Journal of Clinical Oncology | 2004
Jan H. M. Schellens; I. E. Kuppens; Roxanne C. Jewell; S. A. Radema; Els Witteveen; Elaine Paul; S. G. Mangum; Hilde Rosing; Jos H. Beijnen; Emile E. Voest
2003 Background: Oral topotecan has a moderate (∼ 40%) and variable bioavailability (F). Complete apparent F can be obtained by combining topotecan with elacridar which inhibits BCRP and P-gp in the gut wall. The OBJECTIVES were 1] to determine the lowest effective dose (LED) of elacridar resulting in complete apparent F of topotecan and the optimal schedule of elacridar and topotecan and 2] to determine the maximal tolerated dose (MTD) and dose-limiting toxicity (DLT) of topotecan in combination with the LED of elacridar at a dailyx5 schedule every 21 days. Methods of part 1: Patients (pts) were randomized to receive 1000, 700, 500, 300 or 100 mg of elacridar (tablets) plus 2 mg topotecan (capsules) after a standard breakfast. Elacridar was administered 60 minutes prior to topotecan or simultaneously with topotecan on day 1 and 8, which was randomized within patients.

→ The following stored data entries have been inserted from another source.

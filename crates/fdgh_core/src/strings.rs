//! Length-prefixed string bodies and the offset tables that index them.
//!
//! ## String body
//! ```text
//! [0x00] Length N            (u32)
//! [0x04] Latin-1 bytes       (N bytes)
//! [....] Null terminators    (4 legacy, 1 current)
//! [....] Zero padding to a multiple of 4
//! ```
//!
//! ## String list
//! ```text
//! [0x00] Count               (u32)
//! [0x04] Records             (Count × 4, or Count × 0x10 when hashed)
//! [....] String bodies
//! ```
//! A hashed record is `[zero u32][FNV-1a 64 of the bytes][offset u32]`. The
//! table start of a hashed list is aligned to 8 bytes so the hashes are too.

use serde::{Deserialize, Serialize};
use tracing::trace;

use crate::error::{CodecError, ErrorCode, Result};
use crate::hash::fnv1a64;
use crate::reader::OffsetReader;
use crate::writer::OffsetWriter;

const PLAIN_RECORD_LEN: usize = 4;
const HASHED_RECORD_LEN: usize = 16;
const HASHED_TABLE_ALIGNMENT: usize = 8;

#[derive(Debug, Clone, Copy, PartialEq, Eq, Default, Serialize, Deserialize)]
#[serde(rename_all = "lowercase")]
pub enum StringPadding {
    /// Four null terminators, then alignment.
    #[default]
    Legacy,
    /// One null terminator, then alignment.
    Current,
}

impl StringPadding {
    pub fn terminator_count(&self) -> usize {
        match *self {
            Self::Legacy => 4,
            Self::Current => 1,
        }
    }

    pub fn from_terminator_count(count: u32) -> Option<Self> {
        match count {
            4 => Some(Self::Legacy),
            1 => Some(Self::Current),
            _ => None,
        }
    }

    /// Total encoded size of a string body holding `len` bytes.
    pub fn encoded_len(&self, len: usize) -> usize {
        (4 + len + self.terminator_count()).next_multiple_of(4)
    }

    /// Work out which convention produced a string body of `len` bytes that
    /// occupies `span` bytes before the next region. `None` when both or
    /// neither convention fit.
    pub fn infer(len: usize, span: usize) -> Option<Self> {
        let legacy = Self::Legacy.encoded_len(len) == span;
        let current = Self::Current.encoded_len(len) == span;
        match (legacy, current) {
            (true, false) => Some(Self::Legacy),
            (false, true) => Some(Self::Current),
            _ => None,
        }
    }
}

#[derive(Debug, Clone, Copy, PartialEq, Eq, Default, Serialize, Deserialize)]
pub enum AssetHashes {
    #[default]
    #[serde(rename = "none")]
    None,
    #[serde(rename = "fnv1a_64")]
    Fnv1a64,
}

impl AssetHashes {
    pub const FNV1A64_NAME: &'static str = "fnv1a_64";

    pub fn from_name(name: &str) -> Option<Self> {
        match name {
            Self::FNV1A64_NAME => Some(Self::Fnv1a64),
            _ => None,
        }
    }

    pub fn name(&self) -> Option<&'static str> {
        match *self {
            Self::None => None,
            Self::Fnv1a64 => Some(Self::FNV1A64_NAME),
        }
    }

    pub fn is_active(&self) -> bool {
        *self != Self::None
    }

    /// Size of one string list record in this mode.
    pub fn record_len(&self) -> usize {
        match *self {
            Self::None => PLAIN_RECORD_LEN,
            Self::Fnv1a64 => HASHED_RECORD_LEN,
        }
    }
}

/// Decode Latin-1: every byte maps to the code point of the same value.
pub fn decode_latin1(bytes: &[u8]) -> String {
    bytes.iter().map(|&b| char::from(b)).collect()
}

pub fn encode_latin1(s: &str) -> Result<Vec<u8>> {
    s.chars()
        .map(|c| {
            u8::try_from(u32::from(c)).map_err(|_| {
                CodecError::new(
                    ErrorCode::UnencodableString,
                    format!("character {c:?} in {s:?} is outside Latin-1"),
                )
            })
        })
        .collect()
}

pub fn read_string(r: &OffsetReader<'_>, offset: u32) -> Result<String> {
    let len = r.read_u32(offset, "string length")? as usize;
    let body_offset = offset.checked_add(4).ok_or_else(|| {
        CodecError::new(
            ErrorCode::TruncatedBuffer,
            format!("string at 0x{offset:x} overflows the offset range"),
        )
    })?;
    let bytes = r.read_bytes(body_offset, len, "string body")?;
    Ok(decode_latin1(bytes))
}

pub fn write_string(w: &mut OffsetWriter, s: &str, padding: StringPadding) -> Result<()> {
    let bytes = encode_latin1(s)?;
    let start = w.len();
    w.write_usize(bytes.len(), "string length")?;
    w.write_bytes(&bytes);
    w.write_bytes(&[0u8; 4][..padding.terminator_count()]);
    while (w.len() - start) % 4 != 0 {
        w.write_bytes(&[0]);
    }
    Ok(())
}

#[derive(Debug, Clone, PartialEq, Eq, Default)]
pub struct StringList {
    pub strings: Vec<String>,
    /// Absolute offset of each string body, in table order.
    pub offsets: Vec<u32>,
    pub hashes: AssetHashes,
    /// Hashed records whose stored hash does not match their string.
    pub stale_hashes: usize,
}

/// Read a string list, detecting the hashed record layout from the four
/// bytes after the count. A plain table whose first offset is zero is
/// indistinguishable from a hashed one; real files never put a string at 0.
pub fn read_string_list(r: &OffsetReader<'_>, offset: u32) -> Result<StringList> {
    let count = r.read_u32(offset, "string list count")? as usize;
    let table = offset
        .checked_add(4)
        .ok_or_else(|| CodecError::truncated("string list", offset as usize, 4, r.len()))?;

    let hashes = if count > 0 && r.read_array::<4>(table, "string list record")? == [0; 4] {
        AssetHashes::Fnv1a64
    } else {
        AssetHashes::None
    };
    let record_len = hashes.record_len();
    let offset_field = record_len - 4;

    let records = r.read_bytes(table, count.saturating_mul(record_len), "string list records")?;
    let mut out = StringList {
        strings: Vec::with_capacity(count),
        offsets: Vec::with_capacity(count),
        hashes,
        stale_hashes: 0,
    };
    for record in records.chunks_exact(record_len) {
        let field = &record[offset_field..offset_field + 4];
        let string_offset = r
            .endianness()
            .u32_from([field[0], field[1], field[2], field[3]]);
        let string = read_string(r, string_offset)?;

        if hashes.is_active() {
            let mut stored = [0u8; 8];
            stored.copy_from_slice(&record[4..12]);
            let stored = r.endianness().u64_from(stored);
            let expected = fnv1a64(&encode_latin1(&string)?);
            if stored != expected {
                trace!(%string, stored, expected, "stored asset hash does not match");
                out.stale_hashes += 1;
            }
        }

        out.strings.push(string);
        out.offsets.push(string_offset);
    }

    trace!(count, hashed = hashes.is_active(), "read string list");
    Ok(out)
}

/// Write a string list and return the absolute offset of its count, which
/// for hashed lists comes after any alignment padding.
pub fn write_string_list(
    w: &mut OffsetWriter,
    strings: &[String],
    hashes: AssetHashes,
    padding: StringPadding,
) -> Result<usize> {
    if hashes.is_active() {
        w.align_to(HASHED_TABLE_ALIGNMENT);
    }
    let start = w.position();
    let record_len = hashes.record_len();

    w.write_usize(strings.len(), "string count")?;
    let mut bodies = OffsetWriter::new(
        w.endianness(),
        w.position() + strings.len() * record_len,
    );
    for s in strings {
        match hashes {
            AssetHashes::None => {}
            AssetHashes::Fnv1a64 => {
                w.write_u32(0);
                w.write_u64(fnv1a64(&encode_latin1(s)?));
            }
        }
        w.write_usize(bodies.position(), "string offset")?;
        write_string(&mut bodies, s, padding)?;
    }
    w.append(bodies);
    Ok(start)
}
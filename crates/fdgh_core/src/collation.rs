//! Sort order the authoring tool uses for the asset table.
//!
//! Characters are compared case-insensitively. ASCII punctuation sorts before
//! everything else, in the order given by a fixed table rather than by code
//! point. Two titles shipped with tables that differ only in where `.` and
//! `-` fall.

use serde::{Deserialize, Serialize};

/// Offset subtracted from a punctuation table index so that every
/// punctuation key is below every code point.
const PUNCTUATION_BIAS: i32 = 1000;

const LEGACY_PUNCTUATION: [char; 32] = [
    '_', '.', ',', ';', ':', '!', '?', '-', '\'', '"', '(', ')', '[', ']', '{', '}', '@', '*',
    '/', '\\', '&', '#', '%', '`', '^', '+', '<', '=', '>', '|', '~', '$',
];

const CURRENT_PUNCTUATION: [char; 32] = [
    '_', '-', ',', ';', ':', '!', '?', '.', '\'', '"', '(', ')', '[', ']', '{', '}', '@', '*',
    '/', '\\', '&', '#', '%', '`', '^', '+', '<', '=', '>', '|', '~', '$',
];

#[derive(Debug, Clone, Copy, PartialEq, Eq, Default, Serialize, Deserialize)]
#[serde(rename_all = "lowercase")]
pub enum Collation {
    Legacy,
    #[default]
    Current,
}

impl Collation {
    pub fn punctuation(&self) -> &'static [char; 32] {
        match *self {
            Self::Legacy => &LEGACY_PUNCTUATION,
            Self::Current => &CURRENT_PUNCTUATION,
        }
    }

    pub fn key(&self, s: &str) -> Vec<i32> {
        let table = self.punctuation();
        s.to_lowercase()
            .chars()
            .map(|c| match table.iter().position(|&p| p == c) {
                Some(index) => index as i32 - PUNCTUATION_BIAS,
                None => c as i32,
            })
            .collect()
    }

    /// Stable sort, so names with equal keys keep their incoming order.
    pub fn sort(&self, names: &mut [String]) {
        names.sort_by_cached_key(|name| self.key(name));
    }
}
use std::collections::HashMap;

use tracing::{debug, trace};

use crate::collation::Collation;
use crate::document::FdghDocument;
use crate::error::{CodecError, ErrorCode, Result};
use crate::strings::{write_string, write_string_list};
use crate::writer::OffsetWriter;

use super::{HEADER_LEN, ROOM_ENTRY_LEN, magic};

#[derive(Debug, Clone, Copy, PartialEq, Eq, Default)]
pub struct EncodeOptions {
    pub collation: Collation,
}

/// Encode a document into an FDGH payload, ready to be wrapped in an XBIN
/// container of the document's version.
///
/// Sections are appended in file order. The header goes out last, once the
/// offsets it records are known, and is prepended to the body.
pub fn encode(doc: &FdghDocument, options: &EncodeOptions) -> Result<Vec<u8>> {
    doc.validate()?;

    let room_indices: HashMap<&str, usize> = doc
        .rooms
        .iter()
        .enumerate()
        .map(|(i, room)| (room.name.as_str(), i))
        .collect();

    let mut assets = doc.asset_union();
    options.collation.sort(&mut assets);
    let asset_indices: HashMap<&str, usize> = assets
        .iter()
        .enumerate()
        .map(|(i, name)| (name.as_str(), i))
        .collect();

    let base = doc.container_version.header_len();
    let mut body = OffsetWriter::new(doc.endianness, base + HEADER_LEN);

    // World map
    let world_map_offset = body.position();
    body.write_usize(doc.world_map.room_sequence.len(), "world map count")?;
    for name in &doc.world_map.room_sequence {
        let index = lookup(&room_indices, name, "the world map")?;
        body.write_usize(index, "room index")?;
    }

    // Room table, then each room's name, links and assets
    let room_table_offset = body.position();
    body.write_usize(doc.rooms.len(), "room count")?;
    let mut room_data = OffsetWriter::new(
        doc.endianness,
        body.position() + doc.rooms.len() * ROOM_ENTRY_LEN,
    );
    for room in &doc.rooms {
        body.write_usize(room_data.position(), "room name offset")?;
        write_string(&mut room_data, &room.name, doc.string_padding)?;

        body.write_usize(room_data.position(), "room links offset")?;
        room_data.write_usize(room.links.len(), "link count")?;
        for link in &room.links {
            let index = room_indices.get(link.as_str()).copied().ok_or_else(|| {
                unknown_reference(link, &format!("the links of room {:?}", room.name))
            })?;
            room_data.write_usize(index, "room index")?;
        }

        body.write_usize(room_data.position(), "room assets offset")?;
        room_data.write_usize(room.asset_names.len(), "asset count")?;
        for asset in &room.asset_names {
            let index = lookup(&asset_indices, asset, "the asset table")?;
            room_data.write_usize(index, "asset index")?;
        }
        trace!(room = %room.name, "wrote room");
    }
    body.append(room_data);

    let asset_list_offset =
        write_string_list(&mut body, &assets, doc.asset_hashes, doc.string_padding)?;

    let mut out = OffsetWriter::new(doc.endianness, base);
    out.write_bytes(magic(doc.endianness));
    out.write_u32(doc.world_map.unknown_value);
    out.write_usize(world_map_offset, "world map offset")?;
    out.write_usize(room_table_offset, "room table offset")?;
    out.write_usize(asset_list_offset, "asset list offset")?;
    out.append(body);

    debug!(
        rooms = doc.rooms.len(),
        assets = assets.len(),
        hashed = doc.asset_hashes.is_active(),
        world_map_offset,
        room_table_offset,
        asset_list_offset,
        "encoded FDGH"
    );
    Ok(out.into_inner())
}

fn lookup(indices: &HashMap<&str, usize>, name: &str, context: &str) -> Result<usize> {
    indices
        .get(name)
        .copied()
        .ok_or_else(|| unknown_reference(name, context))
}

fn unknown_reference(name: &str, context: &str) -> CodecError {
    CodecError::new(
        ErrorCode::UnknownReference,
        format!("cannot find {name:?}, which is referenced in {context}"),
    )
}
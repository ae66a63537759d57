use crate::endian::Endianness;
use crate::error::{CodecError, ErrorCode, Result};

/// Append-only output buffer that knows the absolute file offset of its next
/// byte. Regions are always appended before anything needs to point at them
/// again, so nothing already written is ever patched.
#[derive(Debug, Clone)]
pub struct OffsetWriter {
    buf: Vec<u8>,
    endianness: Endianness,
    base: usize,
}

impl OffsetWriter {
    pub fn new(endianness: Endianness, base: usize) -> Self {
        Self {
            buf: Vec::new(),
            endianness,
            base,
        }
    }

    pub fn endianness(&self) -> Endianness {
        self.endianness
    }

    /// Absolute offset of the next byte to be written.
    pub fn position(&self) -> usize {
        self.base + self.buf.len()
    }

    pub fn len(&self) -> usize {
        self.buf.len()
    }

    pub fn is_empty(&self) -> bool {
        self.buf.is_empty()
    }

    pub fn write_bytes(&mut self, bytes: &[u8]) {
        self.buf.extend_from_slice(bytes);
    }

    pub fn write_u32(&mut self, value: u32) {
        let bytes = self.endianness.u32_bytes(value);
        self.buf.extend_from_slice(&bytes);
    }

    pub fn write_u64(&mut self, value: u64) {
        let bytes = self.endianness.u64_bytes(value);
        self.buf.extend_from_slice(&bytes);
    }

    /// Write an offset, count or index that must fit in a u32 field.
    pub fn write_usize(&mut self, value: usize, what: &str) -> Result<()> {
        let value = u32::try_from(value).map_err(|_| {
            CodecError::new(
                ErrorCode::MalformedHeader,
                format!("{what} {value} does not fit in a 32-bit field"),
            )
        })?;
        self.write_u32(value);
        Ok(())
    }

    /// Zero-fill until the absolute position is a multiple of `alignment`.
    pub fn align_to(&mut self, alignment: usize) {
        while self.position() % alignment != 0 {
            self.buf.push(0);
        }
    }

    /// Append a writer that was started at this writer's current position.
    pub fn append(&mut self, other: OffsetWriter) {
        debug_assert_eq!(other.base, self.position());
        self.buf.extend_from_slice(&other.buf);
    }

    pub fn into_inner(self) -> Vec<u8> {
        self.buf
    }
}

#[cfg(test)]
mod tests {
    use super::*;

    #[test]
    fn position_includes_base() {
        let mut w = OffsetWriter::new(Endianness::Little, 0x14);
        assert_eq!(w.position(), 0x14);
        w.write_u32(1);
        assert_eq!(w.position(), 0x18);
        assert_eq!(w.into_inner(), vec![1, 0, 0, 0]);
    }

    #[test]
    fn aligns_on_absolute_offsets() {
        let mut w = OffsetWriter::new(Endianness::Big, 0x14);
        w.align_to(8);
        assert_eq!(w.position(), 0x18);
        assert_eq!(w.len(), 4);
        w.align_to(8);
        assert_eq!(w.len(), 4);
    }

    #[test]
    fn appended_region_keeps_offsets() {
        let mut w = OffsetWriter::new(Endianness::Big, 0x10);
        w.write_u32(0xAABBCCDD);
        let mut tail = OffsetWriter::new(Endianness::Big, w.position());
        tail.write_u32(2);
        w.append(tail);
        assert_eq!(w.into_inner(), vec![0xAA, 0xBB, 0xCC, 0xDD, 0, 0, 0, 2]);
    }
}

I.V. topotecan was given on day 15. Pharmacokinetics (PK) of topotecan (total and lactone form) and elacridar were obtained by validated LC/MS/MS on days 1, 8 and 15. Part 2: The LED of elacridar was combined with increasing doses of topotecan in patient cohorts of 3 to determine MTD and DLT of the regimen. Results Part 1: 23 pts with advanced cancer (age range 27-75) were included in part 1. Three pts were not evaluable for PK and were replaced. There was no statistically significant effect of the elacridar dose or administration schedule on the apparent F of topotecan, which was 102 ± 7 % (range 94-111%). Part 2: 15 pts were included with age range 27-71 yrs. Dose levels of topotecan evaluated were 1.0, 1.5, 2.0, and 2.5 mg/day for 5 days. DLTs consisting of CTC Grade 4 leukocytopenia, neutropenia and thrombocytopenia were observed at 2.5 mg/d of topotecan. The MTD (6 pts) was 2.0 mg plus 100 mg elacridar. GI toxicity was minimal and the combination was well tolerated. CONCLUSIONS 100 mg elacridar given simultaneously was sufficient to provide maximal apparent F of topotecan. The recommended oral dose of topotecan in this combination and schedule is 2.0 mg. [Table: see text].